PHP
Format Model Attributes with Eloquent Accessors and Mutators
Transform database attribute values on retrieval and storage directly within Laravel Eloquent models using accessors and mutators for clean data presentation and custom manipulation logic.
<?php
// In your User model (app/Models/User.php)
class User extends Model
{
// Accessor: Automatically capitalize the first name when retrieved
public function getFirstNameAttribute($value)
{
return ucfirst($value);
}
// Mutator: Automatically hash the password before saving
public function setPasswordAttribute($value)
{
$this->attributes['password'] = bcrypt($value);
}
// Accessor: Combine first and last name into a 'full_name' attribute
public function getFullNameAttribute()
{
return "{$this->first_name} {$this->last_name}";
}
// Mutator: Store combined name as separate first/last names
public function setFullNameAttribute($value)
{
$names = explode(' ', $value);
$this->attributes['first_name'] = $names[0] ?? null;
$this->attributes['last_name'] = $names[1] ?? null;
}
}
// Usage examples:
$user = User::find(1);
// Accessor in action:
echo $user->first_name; // 'John' (if stored as 'john')
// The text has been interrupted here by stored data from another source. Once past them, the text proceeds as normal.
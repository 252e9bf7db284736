//! Stable DTOs and IDs used across the branchbouncer workspace.
//!
//! This crate is intentionally boring:
//! - rule family IDs and generated entry IDs
//! - canonical artifact paths shared by the templater and the packager
//! - data types for the emitted configuration and workflow documents
//! - explain registry for rule guidance

#![forbid(unsafe_code)]

pub mod config;
pub mod explain;
pub mod family;
pub mod ids;
pub mod paths;
pub mod workflow;

pub use config::{ConfigDocument, RuleEntry};
pub use explain::{ExampleConfig, Explanation, lookup_explanation};
pub use family::RuleFamily;
pub use workflow::{
    Access, ActionInputs, Job, Permissions, PullRequestEvent, PullRequestTrigger, Step, Triggers,
    WorkflowDocument,
};
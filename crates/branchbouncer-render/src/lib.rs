//! Rendering utilities for the generated artifacts (YAML documents, terminal preview).

#![forbid(unsafe_code)]

mod preview;
mod yaml;

pub use preview::render_preview;
pub use yaml::{render_config_yaml, render_workflow_yaml};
echo $user->full_name; // 'John Doe'
// Mutator in action:
$user->password = 'new-secret-password'; // password will be hashed on save
$user->save();
$user->full_name = 'Jane Smith'; // will set first_name and last_name
$user->save();
How it works: Accessors and mutators in Laravel Eloquent provide a powerful way to transform model attributes when you retrieve or set them. Accessors (methods prefixed with `get` and suffixed with `Attribute`) automatically modify an attribute's value upon retrieval, useful for formatting or computing derived values. Mutators (methods prefixed with `set` and suffixed with `Attribute`) transform an attribute's value before it's saved to the database, ideal for tasks like hashing passwords or normalizing data.